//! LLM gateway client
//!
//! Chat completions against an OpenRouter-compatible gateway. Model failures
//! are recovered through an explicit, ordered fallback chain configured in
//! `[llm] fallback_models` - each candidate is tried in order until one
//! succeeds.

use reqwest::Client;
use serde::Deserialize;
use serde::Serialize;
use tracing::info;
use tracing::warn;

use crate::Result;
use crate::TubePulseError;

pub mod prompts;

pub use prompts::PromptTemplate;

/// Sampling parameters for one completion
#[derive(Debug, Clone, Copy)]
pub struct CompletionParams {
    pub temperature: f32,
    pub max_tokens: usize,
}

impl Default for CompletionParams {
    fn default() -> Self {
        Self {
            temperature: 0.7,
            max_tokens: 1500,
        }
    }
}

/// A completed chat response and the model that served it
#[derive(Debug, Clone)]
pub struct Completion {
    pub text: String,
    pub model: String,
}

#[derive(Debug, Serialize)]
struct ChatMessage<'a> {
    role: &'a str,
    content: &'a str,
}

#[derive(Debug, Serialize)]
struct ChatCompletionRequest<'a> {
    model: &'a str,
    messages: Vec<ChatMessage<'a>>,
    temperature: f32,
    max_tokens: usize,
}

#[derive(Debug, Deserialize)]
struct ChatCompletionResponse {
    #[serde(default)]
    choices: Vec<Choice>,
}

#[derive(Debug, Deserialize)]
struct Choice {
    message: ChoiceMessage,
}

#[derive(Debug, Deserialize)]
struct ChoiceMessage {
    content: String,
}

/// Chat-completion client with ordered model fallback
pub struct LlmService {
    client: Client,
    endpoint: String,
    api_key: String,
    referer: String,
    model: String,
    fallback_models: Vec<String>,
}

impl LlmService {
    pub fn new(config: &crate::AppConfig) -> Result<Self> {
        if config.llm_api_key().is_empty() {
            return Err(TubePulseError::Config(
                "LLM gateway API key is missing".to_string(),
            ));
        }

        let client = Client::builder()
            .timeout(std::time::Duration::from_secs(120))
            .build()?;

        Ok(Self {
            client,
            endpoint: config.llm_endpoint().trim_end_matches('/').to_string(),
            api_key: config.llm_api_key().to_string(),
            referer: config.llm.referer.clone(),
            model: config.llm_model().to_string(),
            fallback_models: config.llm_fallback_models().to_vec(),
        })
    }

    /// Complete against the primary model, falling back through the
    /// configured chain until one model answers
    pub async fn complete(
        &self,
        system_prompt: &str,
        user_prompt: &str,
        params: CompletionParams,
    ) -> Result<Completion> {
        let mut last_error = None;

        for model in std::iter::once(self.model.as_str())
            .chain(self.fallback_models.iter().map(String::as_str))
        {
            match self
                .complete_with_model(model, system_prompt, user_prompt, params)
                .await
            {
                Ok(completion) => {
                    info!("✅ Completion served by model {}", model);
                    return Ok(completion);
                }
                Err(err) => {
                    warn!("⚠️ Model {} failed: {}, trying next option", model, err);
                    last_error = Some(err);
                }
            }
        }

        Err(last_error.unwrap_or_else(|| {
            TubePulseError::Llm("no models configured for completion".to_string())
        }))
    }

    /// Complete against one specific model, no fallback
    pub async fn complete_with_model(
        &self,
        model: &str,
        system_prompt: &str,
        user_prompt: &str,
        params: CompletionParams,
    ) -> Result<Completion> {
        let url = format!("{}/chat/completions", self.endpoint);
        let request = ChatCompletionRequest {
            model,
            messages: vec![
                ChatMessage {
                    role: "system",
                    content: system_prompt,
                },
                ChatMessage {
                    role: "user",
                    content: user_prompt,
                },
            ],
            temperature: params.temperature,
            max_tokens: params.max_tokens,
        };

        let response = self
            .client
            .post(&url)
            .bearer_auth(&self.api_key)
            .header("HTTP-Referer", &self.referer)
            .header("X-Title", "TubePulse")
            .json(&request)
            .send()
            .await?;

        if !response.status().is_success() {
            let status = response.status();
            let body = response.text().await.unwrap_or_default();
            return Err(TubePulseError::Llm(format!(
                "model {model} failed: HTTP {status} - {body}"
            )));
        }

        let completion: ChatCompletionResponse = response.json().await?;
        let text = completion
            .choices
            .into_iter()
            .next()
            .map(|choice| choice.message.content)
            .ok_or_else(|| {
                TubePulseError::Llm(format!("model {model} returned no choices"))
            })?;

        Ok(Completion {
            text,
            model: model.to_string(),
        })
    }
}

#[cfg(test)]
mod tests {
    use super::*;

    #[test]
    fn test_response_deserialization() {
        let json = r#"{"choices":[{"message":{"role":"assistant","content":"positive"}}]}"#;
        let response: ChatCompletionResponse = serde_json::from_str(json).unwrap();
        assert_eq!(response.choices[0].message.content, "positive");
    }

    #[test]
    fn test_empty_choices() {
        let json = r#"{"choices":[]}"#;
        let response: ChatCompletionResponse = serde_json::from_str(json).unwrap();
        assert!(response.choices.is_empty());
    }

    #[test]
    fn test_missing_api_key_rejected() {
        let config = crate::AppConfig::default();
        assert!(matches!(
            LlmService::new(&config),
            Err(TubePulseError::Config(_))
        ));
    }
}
- - -
Return every line above that contains the word "text".

**THE ANSWER**
    pub text: String,
            let body = response.text().await.unwrap_or_default();
        let text = completion
            text,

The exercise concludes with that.